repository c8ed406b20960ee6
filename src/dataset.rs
//! Loads the static transaction dataset from a JSON file.

use std::{collections::HashSet, fs, path::Path, sync::Arc};

use crate::{Error, transaction::Transaction};

/// Read the transactions from the JSON array at `path`.
///
/// The returned slice is shared read-only for the rest of the process.
/// Records with malformed sale dates are kept; they are excluded from monthly
/// statistics when queried.
///
/// # Errors
/// Returns an error if the file cannot be read, is not a JSON array of
/// transactions, or contains two transactions with the same ID.
pub fn load_transactions(path: &Path) -> Result<Arc<[Transaction]>, Error> {
    let text = fs::read_to_string(path).map_err(|error| {
        tracing::error!("could not read dataset {}: {error}", path.display());
        Error::DatasetUnreadable(path.display().to_string(), error.to_string())
    })?;

    let transactions = parse_transactions(&text)?;
    tracing::info!(
        "Loaded {} transactions from {}",
        transactions.len(),
        path.display()
    );

    Ok(transactions)
}

/// Parse a JSON array of transactions and check that the IDs are unique.
pub fn parse_transactions(json: &str) -> Result<Arc<[Transaction]>, Error> {
    let transactions: Vec<Transaction> =
        serde_json::from_str(json).map_err(|error| Error::InvalidDataset(error.to_string()))?;

    let mut seen_ids = HashSet::with_capacity(transactions.len());
    if let Some(duplicate) = transactions
        .iter()
        .find(|transaction| !seen_ids.insert(transaction.id))
    {
        return Err(Error::DuplicateTransactionId(duplicate.id));
    }

    let malformed_dates = transactions
        .iter()
        .filter(|transaction| transaction.sale_date().is_none())
        .count();
    if malformed_dates > 0 {
        tracing::warn!(
            "{malformed_dates} transactions have a malformed sale date and will not count towards monthly statistics"
        );
    }

    Ok(transactions.into())
}

#[cfg(test)]
mod tests {
    use std::io::Write;

    use crate::Error;

    use super::{load_transactions, parse_transactions};

    const TWO_TRANSACTIONS: &str = r#"[
        {
            "id": 1,
            "title": "Fjallraven Foldsack No. 1 Backpack",
            "price": 329.85,
            "description": "Your perfect pack for everyday use",
            "category": "men's clothing",
            "image": "https://fakestoreapi.com/img/81fPKd-2AYL._AC_SL1500_.jpg",
            "sold": false,
            "dateOfSale": "2021-11-27T20:29:54+05:30"
        },
        {
            "id": 2,
            "title": "Mens Casual Premium Slim Fit T-Shirts",
            "price": 44.6,
            "description": "Slim-fitting style",
            "category": "men's clothing",
            "image": "https://fakestoreapi.com/img/71-3HjGNDUL._AC_SY879._SX._UX._SY._UY_.jpg",
            "sold": false,
            "dateOfSale": "2021-10-27T20:29:54+05:30"
        }
    ]"#;

    #[test]
    fn parses_transactions_in_order() {
        let got = parse_transactions(TWO_TRANSACTIONS).unwrap();

        let ids: Vec<_> = got.iter().map(|transaction| transaction.id).collect();
        assert_eq!(ids, vec![1, 2]);
    }

    #[test]
    fn rejects_duplicate_ids() {
        let json = TWO_TRANSACTIONS.replace("\"id\": 2", "\"id\": 1");

        let got = parse_transactions(&json);

        assert_eq!(got.unwrap_err(), Error::DuplicateTransactionId(1));
    }

    #[test]
    fn rejects_invalid_json() {
        let got = parse_transactions("{\"id\": 1}");

        assert!(matches!(got, Err(Error::InvalidDataset(_))));
    }

    #[test]
    fn keeps_records_with_malformed_dates() {
        let json = TWO_TRANSACTIONS.replace("2021-10-27T20:29:54+05:30", "sometime");

        let got = parse_transactions(&json).unwrap();

        assert_eq!(got.len(), 2);
        assert_eq!(got[1].sale_date(), None);
    }

    #[test]
    fn loads_from_file() {
        let mut file = tempfile::NamedTempFile::new().unwrap();
        file.write_all(TWO_TRANSACTIONS.as_bytes()).unwrap();

        let got = load_transactions(file.path()).unwrap();

        assert_eq!(got.len(), 2);
    }

    #[test]
    fn missing_file_is_an_error() {
        let dir = tempfile::tempdir().unwrap();
        let path = dir.path().join("missing.json");

        let got = load_transactions(&path);

        assert!(matches!(got, Err(Error::DatasetUnreadable(_, _))));
    }
}
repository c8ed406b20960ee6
//! The page to display when a route does not exist.
use axum::{
    http::StatusCode,
    response::{Html, IntoResponse, Response},
};

use crate::html::error_view;

pub async fn get_404_not_found() -> Response {
    get_404_not_found_response()
}

pub fn get_404_not_found_response() -> Response {
    let page = error_view(
        "Not Found",
        "404",
        "Something's missing.",
        "Sorry, we can't find that page. You'll find lots to explore on the dashboard.",
    );

    (StatusCode::NOT_FOUND, Html(page.into_string())).into_response()
}
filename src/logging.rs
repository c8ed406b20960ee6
//! Middleware for logging requests and responses.

use axum::{
    body::{Body, Bytes},
    extract::Request,
    http::StatusCode,
    middleware::Next,
    response::{IntoResponse, Response},
};

/// The maximum number of bytes of a request or response body to log at the
/// `info` level.
pub const LOG_BODY_LENGTH_LIMIT: usize = 64;

/// Log the request and response for each request.
///
/// Both the request and response are logged at the `info` level.
/// If the body is longer than [LOG_BODY_LENGTH_LIMIT] bytes, it is
/// truncated and the full body is logged at the `debug` level.
pub async fn logging_middleware(request: Request, next: Next) -> Response {
    let (parts, body) = request.into_parts();
    let body = match read_body(body).await {
        Ok(body) => body,
        Err(error) => {
            tracing::error!("could not read request body: {error}");
            return StatusCode::BAD_REQUEST.into_response();
        }
    };
    log_body(
        &format!("Received request: {} {}", parts.method, parts.uri),
        &body,
    );

    let response = next.run(Request::from_parts(parts, Body::from(body))).await;

    let (parts, body) = response.into_parts();
    let body = match read_body(body).await {
        Ok(body) => body,
        Err(error) => {
            tracing::error!("could not read response body: {error}");
            return StatusCode::INTERNAL_SERVER_ERROR.into_response();
        }
    };
    log_body(&format!("Sending response: {}", parts.status), &body);

    Response::from_parts(parts, Body::from(body))
}

async fn read_body(body: Body) -> Result<Bytes, axum::Error> {
    axum::body::to_bytes(body, usize::MAX).await
}

fn log_body(head: &str, body: &[u8]) {
    let text = String::from_utf8_lossy(body);

    if text.len() > LOG_BODY_LENGTH_LIMIT {
        tracing::info!("{head}\nbody: {}...", truncate(&text, LOG_BODY_LENGTH_LIMIT));
        tracing::debug!("Full body: {text:?}");
    } else {
        tracing::info!("{head}\nbody: {text:?}");
    }
}

/// Cut `text` to at most `max_bytes` without splitting a character.
fn truncate(text: &str, max_bytes: usize) -> &str {
    let mut end = max_bytes.min(text.len());

    while !text.is_char_boundary(end) {
        end -= 1;
    }

    &text[..end]
}

#[cfg(test)]
mod tests {
    use axum::{Router, middleware, routing::get};
    use axum_test::TestServer;

    use super::{logging_middleware, truncate};

    #[test]
    fn truncate_keeps_char_boundaries() {
        assert_eq!(truncate("héllo", 2), "h");
        assert_eq!(truncate("hello", 3), "hel");
        assert_eq!(truncate("hi", 10), "hi");
    }

    #[tokio::test]
    async fn passes_response_through_unchanged() {
        let body = "a response body that is longer than the sixty four byte logging limit";
        let app = Router::new()
            .route("/", get(move || async move { body }))
            .layer(middleware::from_fn(logging_middleware));
        let server = TestServer::try_new(app).expect("Could not create test server.");

        let response = server.get("/").await;

        response.assert_status_ok();
        response.assert_text(body);
    }
}
//! UI state for the dashboard and the values derived from it.

use time::Month;

use crate::{
    histogram::{PriceBucket, price_histogram},
    pagination::{last_page, next_page, previous_page, visible_rows},
    query::TransactionQueries,
    statistics::{MonthlyStatistics, month_query_value},
    transaction::Transaction,
};

/// The month selected when the dashboard first loads.
pub const DEFAULT_MONTH: Month = Month::March;

/// The dashboard state: the search term, selected month and current page,
/// plus the data last fetched for them.
///
/// Changing the search term fetches a new transaction list and moves back to
/// page 1. Changing the month fetches new statistics. The two fetches are
/// independent: statistics always cover the whole dataset, not just the
/// search results.
pub struct DashboardViewModel<'a, Q> {
    queries: &'a Q,
    search_term: String,
    selected_month: Month,
    transactions: Vec<Transaction>,
    page_number: usize,
    page_size: usize,
    statistics: MonthlyStatistics,
}

impl<'a, Q: TransactionQueries> DashboardViewModel<'a, Q> {
    /// Create the dashboard in its initial state and fetch the full
    /// transaction list and the statistics for [DEFAULT_MONTH].
    pub fn new(queries: &'a Q, page_size: usize) -> Self {
        let mut view_model = Self {
            queries,
            search_term: String::new(),
            selected_month: DEFAULT_MONTH,
            transactions: Vec::new(),
            page_number: 1,
            page_size: page_size.max(1),
            statistics: MonthlyStatistics::default(),
        };

        view_model.fetch_transactions();
        view_model.fetch_statistics();
        view_model
    }

    /// The current search term.
    pub fn search_term(&self) -> &str {
        &self.search_term
    }

    /// The month the statistics are for.
    pub fn selected_month(&self) -> Month {
        self.selected_month
    }

    /// The transactions matching the current search term.
    pub fn transactions(&self) -> &[Transaction] {
        &self.transactions
    }

    /// The current 1-based page number.
    pub fn page_number(&self) -> usize {
        self.page_number
    }

    /// The number of rows on each page.
    pub fn page_size(&self) -> usize {
        self.page_size
    }

    /// The number of the last page of the current transactions.
    pub fn last_page(&self) -> usize {
        last_page(self.transactions.len(), self.page_size)
    }

    /// The statistics for the selected month.
    pub fn statistics(&self) -> MonthlyStatistics {
        self.statistics
    }

    /// Replace the search term, fetch the matching transactions and go back to
    /// the first page.
    pub fn set_search_term(&mut self, search_term: impl Into<String>) {
        self.search_term = search_term.into();
        self.fetch_transactions();
    }

    /// Select a month and fetch its statistics.
    pub fn set_selected_month(&mut self, month: Month) {
        self.selected_month = month;
        self.fetch_statistics();
    }

    /// Move to the next page, unless already on the last page.
    pub fn next_page(&mut self) {
        self.page_number = next_page(self.page_number, self.transactions.len(), self.page_size);
    }

    /// Move to the previous page, unless already on the first page.
    pub fn previous_page(&mut self) {
        self.page_number = previous_page(self.page_number);
    }

    /// Jump to `page_number`, clamped to the pages that exist.
    pub fn go_to_page(&mut self, page_number: usize) {
        self.page_number = page_number.clamp(1, self.last_page());
    }

    /// The transactions on the current page.
    pub fn visible_rows(&self) -> &[Transaction] {
        visible_rows(&self.transactions, self.page_number, self.page_size)
    }

    /// The price histogram of the current (search-filtered) transactions.
    pub fn price_histogram(&self) -> [PriceBucket; 10] {
        price_histogram(&self.transactions)
    }

    fn fetch_transactions(&mut self) {
        self.transactions = self.queries.search(&self.search_term);
        self.page_number = 1;
    }

    fn fetch_statistics(&mut self) {
        self.statistics = self
            .queries
            .monthly_statistics(&month_query_value(self.selected_month));
    }
}

impl<Q> Clone for DashboardViewModel<'_, Q> {
    fn clone(&self) -> Self {
        Self {
            queries: self.queries,
            search_term: self.search_term.clone(),
            selected_month: self.selected_month,
            transactions: self.transactions.clone(),
            page_number: self.page_number,
            page_size: self.page_size,
            statistics: self.statistics,
        }
    }
}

------------------------------------------------------------------------

Task objective –
Copy out, from the listing above, every line that contains the word "each".

Worked solution –
/// Log the request and response for each request.
    /// The number of rows on each page.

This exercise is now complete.